- Relator(a)
- Ministro Raul Araújo
- Órgão julgador
- Quarta Turma
- Data do julgamento
- 15/09/2015
- Data de publicação
- 13/10/2015
STJ – Acórdão, Rel. Ministro Raul Araújo, Quarta Turma, j. 15/09/2015, p. 13/10/2015
AGRAVO REGIMENTAL NO AGRAVO EM RECURSO ESPECIAL. PROCESSUAL CIVIL E CIVIL. ACIDENTE FERROVIÁRIO. MORTE. AUSÊNCIA DE INDICAÇÃO DE PARADIGMAS PARA A COMPROVAÇÃO DA DIVERGÊNCIA JURISPRUDENCIAL. SÚMULA 284/STF. DANO MORAL CONFIGURADO. PEDIDO DE REDUÇÃO DO QUANTUM INDENIZATÓRIO. REVISÃO QUE SE ADMITE NOS CASOS EM QUE O VALOR SE APRESENTAR IRRISÓRIO OU EXORBITANTE. PRECEDENTES. RECURSO NÃO PROVIDO. 1. Nas razões do recurso especial, não foram apresentados acórdãos paradigmas para a comprovação do alegado dissídio jurisprudencial a respeito da configuração do dano moral. Tal deficiência impede a abertura da instância especial, nos termos da Súmula 284 do Supremo Tribunal Federal, aplicável, por analogia, neste Tribunal. 2. No caso o col. Tribunal de origem, mediante análise do contexto fático-probatório dos autos, entendeu que ficou caracterizada a responsabilidade objetiva da empresa prestadora de serviço de transporte por ausência de garantia da incolumidade do passageiro.
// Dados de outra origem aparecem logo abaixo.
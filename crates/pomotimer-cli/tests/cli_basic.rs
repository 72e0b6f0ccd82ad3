//! Basic CLI E2E tests.
//!
//! Each test runs the built binary against its own temporary data directory
//! and inspects the JSON it prints.

use std::path::Path;
use std::process::Command;

use serde_json::Value;

/// Run a CLI command and return (stdout, stderr, exit code).
fn run_cli(data_dir: &Path, args: &[&str]) -> (String, String, i32) {
    let output = Command::new(env!("CARGO_BIN_EXE_pomotimer"))
        .args(args)
        .env("POMOTIMER_DATA_DIR", data_dir)
        .env_remove("RUST_LOG")
        .output()
        .expect("Failed to execute CLI command");

    let stdout = String::from_utf8_lossy(&output.stdout).to_string();
    let stderr = String::from_utf8_lossy(&output.stderr).to_string();
    let code = output.status.code().unwrap_or(-1);

    (stdout, stderr, code)
}

/// Run and expect success; returns every JSON document printed to stdout.
fn run_json(data_dir: &Path, args: &[&str]) -> Vec<Value> {
    let (stdout, stderr, code) = run_cli(data_dir, args);
    assert_eq!(code, 0, "CLI command failed: {args:?}\n{stderr}");
    serde_json::Deserializer::from_str(&stdout)
        .into_iter::<Value>()
        .collect::<Result<_, _>>()
        .expect("Failed to parse JSON output")
}

fn last(docs: Vec<Value>) -> Value {
    docs.into_iter().last().expect("no JSON output")
}

#[test]
fn status_on_fresh_install() {
    let dir = tempfile::tempdir().unwrap();
    let status = last(run_json(dir.path(), &["timer", "status"]));

    assert_eq!(status["type"], "StateSnapshot");
    assert_eq!(status["state"], "Idle");
    assert_eq!(status["mode"], "Focus");
    assert_eq!(status["formatted"], "25:00");
    assert!(dir.path().join("engine.json").exists());
}

#[test]
fn focus_start_without_title_is_ignored() {
    let dir = tempfile::tempdir().unwrap();
    let out = last(run_json(dir.path(), &["timer", "start"]));

    assert_eq!(out["type"], "StateSnapshot");
    assert_eq!(out["state"], "Idle");
}

#[test]
fn start_pause_resume_reset() {
    let dir = tempfile::tempdir().unwrap();

    let started = last(run_json(dir.path(), &["timer", "start", "--title", "Write report"]));
    assert_eq!(started["type"], "TimerStarted");
    assert_eq!(started["title"], "Write report");

    let status = last(run_json(dir.path(), &["timer", "status"]));
    assert_eq!(status["state"], "Running");

    let paused = last(run_json(dir.path(), &["timer", "pause"]));
    assert_eq!(paused["type"], "TimerPaused");

    let resumed = last(run_json(dir.path(), &["timer", "resume"]));
    assert_eq!(resumed["type"], "TimerResumed");

    let reset = last(run_json(dir.path(), &["timer", "reset"]));
    assert_eq!(reset["type"], "TimerReset");

    let status = last(run_json(dir.path(), &["timer", "status"]));
    assert_eq!(status["state"], "Idle");
}

#[test]
fn switch_toggles_mode() {
    let dir = tempfile::tempdir().unwrap();
    let switched = last(run_json(dir.path(), &["timer", "switch"]));
    assert_eq!(switched["type"], "ModeSwitched");
    assert_eq!(switched["to"], "Break");

    let status = last(run_json(dir.path(), &["timer", "status"]));
    assert_eq!(status["mode"], "Break");
    assert_eq!(status["formatted"], "05:00");
}

#[test]
fn overdue_interval_completes_on_next_invocation() {
    let dir = tempfile::tempdir().unwrap();
    let start = chrono::Utc::now() - chrono::Duration::hours(1);
    let snapshot = serde_json::json!({
        "mode": "Focus",
        "run_state": "Running",
        "end_at": start + chrono::Duration::seconds(1500),
        "paused_remaining_ms": null,
        "session_started_at": start,
        "focus_title": "Write report"
    });
    std::fs::write(dir.path().join("engine.json"), snapshot.to_string()).unwrap();

    let docs = run_json(dir.path(), &["timer", "status"]);
    assert_eq!(docs.len(), 2);
    assert_eq!(docs[0]["type"], "TimerCompleted");
    assert_eq!(docs[1]["state"], "Idle");

    let history = last(run_json(dir.path(), &["history", "list"]));
    let sessions = history.as_array().unwrap();
    assert_eq!(sessions.len(), 1);
    assert_eq!(sessions[0]["status"], "completed");
    assert_eq!(sessions[0]["duration_seconds"], 1500);
    assert_eq!(sessions[0]["title"], "Write report");
}

#[test]
fn history_tolerates_corrupt_store() {
    let dir = tempfile::tempdir().unwrap();
    std::fs::write(dir.path().join("sessions.json"), "{{{ definitely not json").unwrap();

    let history = last(run_json(dir.path(), &["history", "list"]));
    assert_eq!(history, Value::Array(vec![]));

    let stats = last(run_json(dir.path(), &["history", "stats", "--today"]));
    assert_eq!(stats["total_sessions"], 0);
}

#[test]
fn config_get_set() {
    let dir = tempfile::tempdir().unwrap();
    let (stdout, _, code) = run_cli(dir.path(), &["config", "get", "timer.tick_interval_ms"]);
    assert_eq!(code, 0);
    assert_eq!(stdout.trim(), "500");

    let (_, _, code) = run_cli(
        dir.path(),
        &["config", "set", "timer.abandon_threshold_secs", "10"],
    );
    assert_eq!(code, 0);
    let (stdout, _, _) = run_cli(dir.path(), &["config", "get", "timer.abandon_threshold_secs"]);
    assert_eq!(stdout.trim(), "10");

    let (_, stderr, code) = run_cli(dir.path(), &["config", "set", "timer.focus_duration", "30"]);
    assert_ne!(code, 0);
    assert!(stderr.contains("error:"));
}

#[test]
fn unreadable_config_is_never_overwritten() {
    let dir = tempfile::tempdir().unwrap();
    let path = dir.path().join("config.toml");
    let mut bytes = b"[timer]\nabandon_threshold_secs = 30\n# caf".to_vec();
    bytes.push(0xE9);
    bytes.push(b'\n');
    std::fs::write(&path, &bytes).unwrap();

    let (stdout, stderr, code) =
        run_cli(dir.path(), &["config", "get", "timer.abandon_threshold_secs"]);
    assert_ne!(code, 0);
    assert!(stdout.is_empty());
    assert!(stderr.contains("error:"));

    // Timer commands fall back to defaults without touching the file.
    let status = last(run_json(dir.path(), &["timer", "status"]));
    assert_eq!(status["state"], "Idle");
    assert_eq!(std::fs::read(&path).unwrap(), bytes);
}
Súmula 7/STJ. 3. O entendimento deste Sodalício é pacífico no sentido de que o valor estabelecido pelas instâncias ordinárias a título de indenização por danos morais pode ser revisto nas hipóteses em que a condenação se revelar irrisória ou exorbitante, distanciando-se dos padrões de razoabilidade, o que não se evidencia no caso em tela. 4. In casu, o valor da indenização por danos morais, arbitrado em R$ 40.000,00 (quarenta mil reais), para cada autor, nem é exorbitante nem desproporcional às peculiaridades do caso concreto, em que o dano moral decorreu da morte de pai e marido dos autores. 5. Agravo regimental a que se nega provimento. (AgRg no AREsp n. 728.706/RJ, relator Ministro Raul Araújo, Quarta Turma, julgado em 15/9/2015, DJe de 13/10/2015.)